CPU spikes on Elasticsearch nodes can cause query timeouts, indexing delays, and cluster instability. This guide provides a systematic approach to investigating and resolving sudden CPU increases.
Identifying CPU Spikes
Monitor Current CPU Usage
GET /_cat/nodes?v&h=name,cpu,load_1m,load_5m,load_15m,heap.percent
Historical Pattern Analysis
Check if spikes correlate with:
- Specific times of day
- Application deployments
- User traffic patterns
- Scheduled jobs (backups, index operations)
Investigation Workflow
Step 1: Capture Hot Threads
Immediately when spike occurs:
GET /_nodes/hot_threads?threads=10&interval=500ms
Multiple captures help identify patterns:
for i in {1..5}; do
curl -s "localhost:9200/_nodes/hot_threads?threads=10" >> cpu_spike_$(date +%s).txt
sleep 10
done
Step 2: Check Running Tasks
GET /_tasks?detailed=true&group_by=parents
Look for:
- Long-running searches
- Large bulk operations
- Force merge operations
Step 3: Review Thread Pools
GET /_cat/thread_pool?v&h=node_name,name,active,queue,rejected&s=active:desc
High activity indicates which operations are consuming resources.

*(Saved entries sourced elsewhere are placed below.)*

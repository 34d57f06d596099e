//! HTTP fetcher implementation
//!
//! This module handles all HTTP requests for the crawler, including:
//! - Building the HTTP client with timeouts, redirects and decompression
//! - Weighted rotation of the client identity (User-Agent) per attempt
//! - Retry of rate limits, server errors and network failures with
//!   exponential backoff plus jitter
//! - Splitting responses into decoded HTML text or raw document bytes

use async_trait::async_trait;
use rand::Rng;
use reqwest::header::{ACCEPT, ACCEPT_LANGUAGE, CONTENT_TYPE, REFERER, USER_AGENT};
use reqwest::{redirect::Policy, Client, StatusCode};
use std::time::Duration;
use thiserror::Error;
use url::Url;

/// Errors returned by [`Fetcher::fetch`]
///
/// None of these are fatal to a crawl; the orchestrator drops the item.
#[derive(Debug, Error)]
pub enum FetchError {
    #[error("HTTP {status} (not retryable)")]
    Status { status: u16 },

    #[error("Gave up after {attempts} attempts: {last_error}")]
    RetriesExhausted { attempts: u32, last_error: String },

    #[error("Invalid URL: {0}")]
    InvalidUrl(String),
}

/// Suspends the current task
///
/// Every wait in the crawler goes through this so tests can run without
/// real delays and assert on what would have been slept.
#[async_trait]
pub trait Sleeper: Send + Sync {
    async fn sleep(&self, duration: Duration);
}

/// Sleeps on the tokio timer
#[derive(Debug, Default, Clone, Copy)]
pub struct TokioSleeper;

#[async_trait]
impl Sleeper for TokioSleeper {
    async fn sleep(&self, duration: Duration) {
        tokio::time::sleep(duration).await;
    }
}

/// A weighted entry in the identity pool
#[derive(Debug, Clone, PartialEq, Eq)]
pub struct Identity {
    pub user_agent: String,
    pub weight: u32,
}

const CHROME_WINDOWS_UA: &str = "Mozilla/5.0 (Windows NT 10.0; Win64; x64) AppleWebKit/537.36 (KHTML, like Gecko) Chrome/120.0.0.0 Safari/537.36";
const SAFARI_MAC_UA: &str = "Mozilla/5.0 (Macintosh; Intel Mac OS X 10_15_7) AppleWebKit/605.1.15 (KHTML, like Gecko) Version/16.0 Safari/605.1.15";
const CHROME_LINUX_UA: &str = "Mozilla/5.0 (X11; Linux x86_64) AppleWebKit/537.36 (KHTML, like Gecko) Chrome/120.0.0.0 Safari/537.36";

/// Builds the identity pool: three desktop browsers plus the crawler itself
///
/// # Arguments
///
/// * `crawler_user_agent` - The transparent crawler identity (`Name/Version (+contact)`)
pub fn identity_pool(crawler_user_agent: &str) -> Vec<Identity> {
    vec![
        Identity {
            user_agent: CHROME_WINDOWS_UA.to_string(),
            weight: 60,
        },
        Identity {
            user_agent: SAFARI_MAC_UA.to_string(),
            weight: 20,
        },
        Identity {
            user_agent: CHROME_LINUX_UA.to_string(),
            weight: 15,
        },
        Identity {
            user_agent: crawler_user_agent.to_string(),
            weight: 5,
        },
    ]
}

/// Picks the identity a roll in `0..total_weight` lands on
///
/// Rolls past the total fall back to the first entry.
pub fn pick_identity(pool: &[Identity], roll: u32) -> Option<&Identity> {
    let mut remaining = roll;
    for identity in pool {
        if remaining < identity.weight {
            return Some(identity);
        }
        remaining -= identity.weight;
    }
    pool.first()
}

/// Exponential backoff before retry number `attempt + 1`, without jitter
///
/// `min(base * 2^attempt, cap)`; saturates instead of overflowing.
pub fn backoff_delay(attempt: u32, base: Duration, cap: Duration) -> Duration {
    let factor = 2u32.checked_pow(attempt).unwrap_or(u32::MAX);
    base.checked_mul(factor).unwrap_or(cap).min(cap)
}

/// Retry and pacing knobs of the fetch client
#[derive(Debug, Clone)]
pub struct RetryPolicy {
    /// Attempts after the first one
    pub max_retries: u32,
    pub base_backoff: Duration,
    pub max_backoff: Duration,
    /// Upper bound (exclusive) of the random addition to each backoff
    pub max_jitter: Duration,
    /// Fixed part of the delay before the first attempt
    pub lead_delay: Duration,
    /// Upper bound (exclusive) of the random part of the leading delay
    pub lead_jitter: Duration,
}

impl Default for RetryPolicy {
    fn default() -> Self {
        Self {
            max_retries: 3,
            base_backoff: Duration::from_millis(400),
            max_backoff: Duration::from_millis(10_000),
            max_jitter: Duration::from_millis(300),
            lead_delay: Duration::from_millis(200),
            lead_jitter: Duration::from_millis(800),
        }
    }
}

impl RetryPolicy {
    /// Full wait before the retry that follows failed attempt `attempt`
    pub fn retry_delay(&self, attempt: u32) -> Duration {
        backoff_delay(attempt, self.base_backoff, self.max_backoff) + random_below(self.max_jitter)
    }

    /// Wait before the first attempt of a fetch
    pub fn leading_delay(&self) -> Duration {
        self.lead_delay + random_below(self.lead_jitter)
    }
}

fn random_below(bound: Duration) -> Duration {
    let millis = bound.as_millis() as u64;
    if millis == 0 {
        return Duration::ZERO;
    }
    Duration::from_millis(rand::thread_rng().gen_range(0..millis))
}

/// Broad content category, decided from the Content-Type header
#[derive(Debug, Clone, Copy, PartialEq, Eq)]
pub enum ContentKind {
    Html,
    Pdf,
    Image,
    Other,
}

impl ContentKind {
    pub fn from_content_type(content_type: &str) -> Self {
        let content_type = content_type.to_ascii_lowercase();
        if content_type.contains("text/html") {
            Self::Html
        } else if content_type.contains("pdf") {
            Self::Pdf
        } else if content_type.trim_start().starts_with("image/") {
            Self::Image
        } else {
            Self::Other
        }
    }
}

/// Response body as the crawler consumes it
#[derive(Debug, Clone, PartialEq, Eq)]
pub enum FetchedBody {
    /// Decoded text of an HTML response
    Text(String),
    /// Raw bytes of any other response
    Bytes(Vec<u8>),
}

/// A successfully fetched resource
#[derive(Debug, Clone)]
pub struct FetchedResource {
    /// URL after following redirects
    pub final_url: String,
    /// Content-Type header value, empty when absent
    pub content_type: String,
    pub body: FetchedBody,
}

impl FetchedResource {
    pub fn kind(&self) -> ContentKind {
        ContentKind::from_content_type(&self.content_type)
    }

    pub fn html(&self) -> Option<&str> {
        match &self.body {
            FetchedBody::Text(text) => Some(text),
            FetchedBody::Bytes(_) => None,
        }
    }

    pub fn bytes(&self) -> Option<&[u8]> {
        match &self.body {
            FetchedBody::Text(_) => None,
            FetchedBody::Bytes(bytes) => Some(bytes),
        }
    }
}

/// Outcome of a single attempt that did not produce a resource
enum AttemptError {
    Retryable(String),
    Permanent(u16),
}

/// Builds an HTTP client with proper configuration
///
/// The User-Agent is set per request from the identity pool, so none is
/// configured here.
///
/// # Returns
///
/// * `Ok(Client)` - Successfully built HTTP client
/// * `Err(reqwest::Error)` - Failed to build client
pub fn build_http_client() -> Result<Client, reqwest::Error> {
    Client::builder()
        .timeout(Duration::from_secs(30))
        .connect_timeout(Duration::from_secs(10))
        .redirect(Policy::limited(10))
        .gzip(true)
        .brotli(true)
        .build()
}

/// Resilient fetch client with identity rotation
pub struct Fetcher {
    client: Client,
    identities: Vec<Identity>,
    total_weight: u32,
    policy: RetryPolicy,
    sleeper: std::sync::Arc<dyn Sleeper>,
}

impl Fetcher {
    /// Creates a fetcher
    ///
    /// # Arguments
    ///
    /// * `crawler_user_agent` - Crawler identity added to the pool
    /// * `policy` - Retry and pacing knobs
    /// * `sleeper` - Timer used for the leading delay and backoff waits
    pub fn new(
        crawler_user_agent: &str,
        policy: RetryPolicy,
        sleeper: std::sync::Arc<dyn Sleeper>,
    ) -> Result<Self, reqwest::Error> {
        let identities = identity_pool(crawler_user_agent);
        let total_weight = identities.iter().map(|i| i.weight).sum();

        Ok(Self {
            client: build_http_client()?,
            identities,
            total_weight,
            policy,
            sleeper,
        })
    }

    /// The shared HTTP client, also used for robots.txt
    pub fn client(&self) -> &Client {
        &self.client
    }

    fn next_user_agent(&self) -> &str {
        let roll = if self.total_weight == 0 {
            0
        } else {
            rand::thread_rng().gen_range(0..self.total_weight)
        };
        pick_identity(&self.identities, roll)
            .map(|i| i.user_agent.as_str())
            .unwrap_or(CHROME_WINDOWS_UA)
    }

    /// Fetches a URL with retry logic
    ///
    /// # Retry Logic
    ///
    /// | Condition | Action |
    /// |-----------|--------|
    /// | HTTP 2xx | Return the resource |
    /// | HTTP 429 | Retry with backoff |
    /// | HTTP 5xx | Retry with backoff |
    /// | Network / body error | Retry with backoff |
    /// | Any other status | Fail immediately |
    ///
    /// Each attempt draws a fresh identity. After the last retry fails the
    /// fetch reports [`FetchError::RetriesExhausted`].
    pub async fn fetch(&self, url: &str) -> Result<FetchedResource, FetchError> {
        let target = Url::parse(url).map_err(|e| FetchError::InvalidUrl(e.to_string()))?;

        self.sleeper.sleep(self.policy.leading_delay()).await;

        let mut last_error = String::new();
        for attempt in 0..=self.policy.max_retries {
            let user_agent = self.next_user_agent();

            match self.attempt(&target, user_agent).await {
                Ok(resource) => return Ok(resource),
                Err(AttemptError::Permanent(status)) => {
                    tracing::debug!("{} returned HTTP {}, not retrying", url, status);
                    return Err(FetchError::Status { status });
                }
                Err(AttemptError::Retryable(reason)) => {
                    last_error = reason;
                    if attempt == self.policy.max_retries {
                        break;
                    }

                    let delay = self.policy.retry_delay(attempt);
                    tracing::debug!(
                        "Attempt {} for {} failed ({}), retrying in {:?}",
                        attempt + 1,
                        url,
                        last_error,
                        delay
                    );
                    self.sleeper.sleep(delay).await;
                }
            }
        }

        tracing::warn!("Fetch failed for {}: {}", url, last_error);
        Err(FetchError::RetriesExhausted {
            attempts: self.policy.max_retries + 1,
            last_error,
        })
    }

    async fn attempt(&self, target: &Url, user_agent: &str) -> Result<FetchedResource, AttemptError> {
        let mut request = self
            .client
            .get(target.clone())
            .header(USER_AGENT, user_agent)
            .header(ACCEPT, "*/*")
            .header(ACCEPT_LANGUAGE, "en-US,en;q=0.9");

        let origin = target.origin();
        if origin.is_tuple() {
            request = request.header(REFERER, origin.ascii_serialization());
        }

        let response = request
            .send()
            .await
            .map_err(|e| AttemptError::Retryable(e.to_string()))?;

        let status = response.status();
        if status == StatusCode::TOO_MANY_REQUESTS || status.is_server_error() {
            return Err(AttemptError::Retryable(format!("HTTP {}", status.as_u16())));
        }
        if !status.is_success() {
            return Err(AttemptError::Permanent(status.as_u16()));
        }

        let final_url = response.url().to_string();
        let content_type = response
            .headers()
            .get(CONTENT_TYPE)
            .and_then(|v| v.to_str().ok())
            .unwrap_or("")
            .to_string();

        let body = if ContentKind::from_content_type(&content_type) == ContentKind::Html {
            let text = response
                .text()
                .await
                .map_err(|e| AttemptError::Retryable(e.to_string()))?;
            FetchedBody::Text(text)
        } else {
            let bytes = response
                .bytes()
                .await
                .map_err(|e| AttemptError::Retryable(e.to_string()))?;
            FetchedBody::Bytes(bytes.to_vec())
        };

        Ok(FetchedResource {
            final_url,
            content_type,
            body,
        })
    }
}
//! HTTP segmentation service
//!
//! The page title, URL and reading-order blocks are POSTed as JSON; the
//! response body is expected to contain a `{"chunks": [...]}` object, possibly
//! wrapped in other text.

use super::{parse_service_response, Block, ChunkError, ChunkingService, ProposedChunk, RawPage};
use async_trait::async_trait;
use reqwest::Client;
use serde::Serialize;
use std::time::Duration;
use url::Url;

#[derive(Debug, Serialize)]
struct SegmentRequest<'a> {
    url: &'a str,
    title: &'a str,
    blocks: Vec<BlockPayload<'a>>,
}

#[derive(Debug, Serialize)]
struct BlockPayload<'a> {
    kind: &'static str,
    text: &'a str,
    #[serde(skip_serializing_if = "Option::is_none")]
    anchor: Option<&'a str>,
}

impl<'a> From<&'a Block> for BlockPayload<'a> {
    fn from(block: &'a Block) -> Self {
        match block {
            Block::Heading { text, anchor } => Self {
                kind: "heading",
                text,
                anchor: anchor.as_deref(),
            },
            Block::Paragraph { text } => Self {
                kind: "para",
                text,
                anchor: None,
            },
        }
    }
}

/// Segmentation service reached over HTTP
pub struct HttpChunkingService {
    client: Client,
    endpoint: Url,
    token: Option<String>,
}

impl HttpChunkingService {
    /// Creates a client for `endpoint`, optionally authenticated with a bearer token
    pub fn new(
        endpoint: Url,
        token: Option<String>,
        timeout: Duration,
    ) -> Result<Self, reqwest::Error> {
        let client = Client::builder()
            .timeout(timeout)
            .connect_timeout(Duration::from_secs(10))
            .build()?;

        Ok(Self {
            client,
            endpoint,
            token,
        })
    }
}

#[async_trait]
impl ChunkingService for HttpChunkingService {
    async fn segment(
        &self,
        page: &RawPage,
        blocks: &[Block],
    ) -> Result<Vec<ProposedChunk>, ChunkError> {
        let request = SegmentRequest {
            url: &page.url,
            title: &page.title,
            blocks: blocks.iter().map(BlockPayload::from).collect(),
        };

        let mut builder = self.client.post(self.endpoint.clone()).json(&request);
        if let Some(token) = &self.token {
            builder = builder.bearer_auth(token);
        }

        let response = builder
            .send()
            .await
            .map_err(|e| ChunkError::Service(e.to_string()))?;
        let status = response.status();
        if !status.is_success() {
            return Err(ChunkError::Service(format!("HTTP {}", status.as_u16())));
        }

        let body = response
            .text()
            .await
            .map_err(|e| ChunkError::Service(e.to_string()))?;
        parse_service_response(&body)
    }
}
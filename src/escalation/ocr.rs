//! Tesseract OCR binding

use super::TextRecognizer;
use anyhow::{bail, Context, Result};
use async_trait::async_trait;
use std::path::PathBuf;
use std::process::Stdio;
use tokio::io::AsyncWriteExt;
use tokio::process::Command;

/// Runs `tesseract stdin stdout -l <lang>` on each image
pub struct TesseractRecognizer {
    program: PathBuf,
    language: String,
}

impl TesseractRecognizer {
    /// Uses the `tesseract` found on PATH
    pub fn new(language: &str) -> Self {
        let program = which::which("tesseract").unwrap_or_else(|_| PathBuf::from("tesseract"));
        Self::with_program(program, language)
    }

    pub fn with_program(program: impl Into<PathBuf>, language: &str) -> Self {
        Self {
            program: program.into(),
            language: language.to_string(),
        }
    }

    async fn run(&self, image: &[u8]) -> Result<String> {
        let mut child = Command::new(&self.program)
            .args(["stdin", "stdout", "-l", self.language.as_str()])
            .stdin(Stdio::piped())
            .stdout(Stdio::piped())
            .stderr(Stdio::piped())
            .kill_on_drop(true)
            .spawn()
            .with_context(|| format!("failed to start {}", self.program.display()))?;

        let mut stdin = child.stdin.take().context("tesseract stdin unavailable")?;
        let feed = async move {
            let written = stdin.write_all(image).await;
            drop(stdin);
            written
        };

        let (written, output) = tokio::join!(feed, child.wait_with_output());
        let output = output.context("tesseract did not finish")?;

        if !output.status.success() {
            bail!(
                "tesseract exited with {}: {}",
                output.status,
                String::from_utf8_lossy(&output.stderr).trim()
            );
        }
        written.context("failed to send image to tesseract")?;

        Ok(String::from_utf8_lossy(&output.stdout).trim().to_string())
    }
}

#[async_trait]
impl TextRecognizer for TesseractRecognizer {
    async fn recognize(&self, image: &[u8]) -> String {
        match self.run(image).await {
            Ok(text) => text,
            Err(e) => {
                tracing::debug!("OCR failed: {:#}", e);
                String::new()
            }
        }
    }
}

#[cfg(test)]
mod tests {
    use super::*;

    #[tokio::test]
    async fn test_missing_binary_yields_empty_text() {
        let recognizer =
            TesseractRecognizer::with_program("/nonexistent/site-corpus-tesseract", "eng");
        assert_eq!(recognizer.recognize(b"not an image").await, "");
    }
}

Step 4: Check Recent Queries
# Enable slow logs if not already
PUT /_all/_settings
{
"index.search.slowlog.threshold.query.warn": "5s"
}
# Check slow query log
tail -f /var/log/elasticsearch/*_index_search_slowlog.log
Common Causes of CPU Spikes
Cause 1: Expensive Search Queries
Indicators:
- Hot threads showing
searchworkers - High search thread pool activity
- Slow query log entries
Common culprits:
- Leading wildcards:
*term - Complex regex patterns
- Deep pagination
- Large aggregations
- Script queries on every document
Investigation:
GET /_tasks?actions=*search*&detailed=true
Solution:
// Cancel problematic query
POST /_tasks/{task_id}/_cancel
// Add query timeout
{
"timeout": "30s",
"query": { ... }
}
Cause 2: Bulk Indexing Operations
Indicators:
- Hot threads showing
writeorbulkoperations - High write thread pool activity
- Recent application deployments
Investigation:
GET /_tasks?actions=indices:data/write*&detailed=true
Solutions:
- Reduce bulk batch size
- Add delays between bulk requests
- Use dedicated ingest nodes
Cause 3: Segment Merging
Indicators:
- Hot threads showing Lucene merge operations
- Generic thread pool busy
- Recent heavy indexing
Investigation:
GET /_nodes/stats/indices/merges
GET /_cat/segments?v&index=*&s=segments.count:desc
Solutions:
PUT /my-index/_settings
{
"index.merge.scheduler.max_thread_count": 1
}
Cause 4: Shard Recovery or Rebalancing
Indicators:
- Recent node restart or addition
- Cluster status yellow
- Recovery operations in progress
Investigation:
GET /_cat/recovery?v&active_only=true
Solutions:
PUT /_cluster/settings
{
"persistent": {
"indices.recovery.max_bytes_per_sec": "50mb"
}
}
Cause 5: Garbage Collection
Indicators:
- Hot threads showing GC
- High heap usage
- GC entries in logs
Investigation:
GET /_nodes/stats/jvm?filter_path=nodes.*.jvm.gc
Solutions:
- Reduce heap pressure
- Scale the cluster
- Review memory-intensive operations
Cause 6: Cluster State Updates
Indicators:
- Hot threads on master node
- Pending tasks increasing
- Recent mapping or index changes
Investigation:
GET /_cluster/pending_tasks
GET /_cat/master?v
Solutions:
- Reduce number of indices/shards
- Batch index template updates
- Use dedicated master nodes
Real-Time Monitoring During Spikes
System Metrics
# Real-time CPU per process
top -p $(pgrep -d',' -f elasticsearch)
# CPU breakdown
mpstat -P ALL 1
# Per-thread CPU (find Elasticsearch threads)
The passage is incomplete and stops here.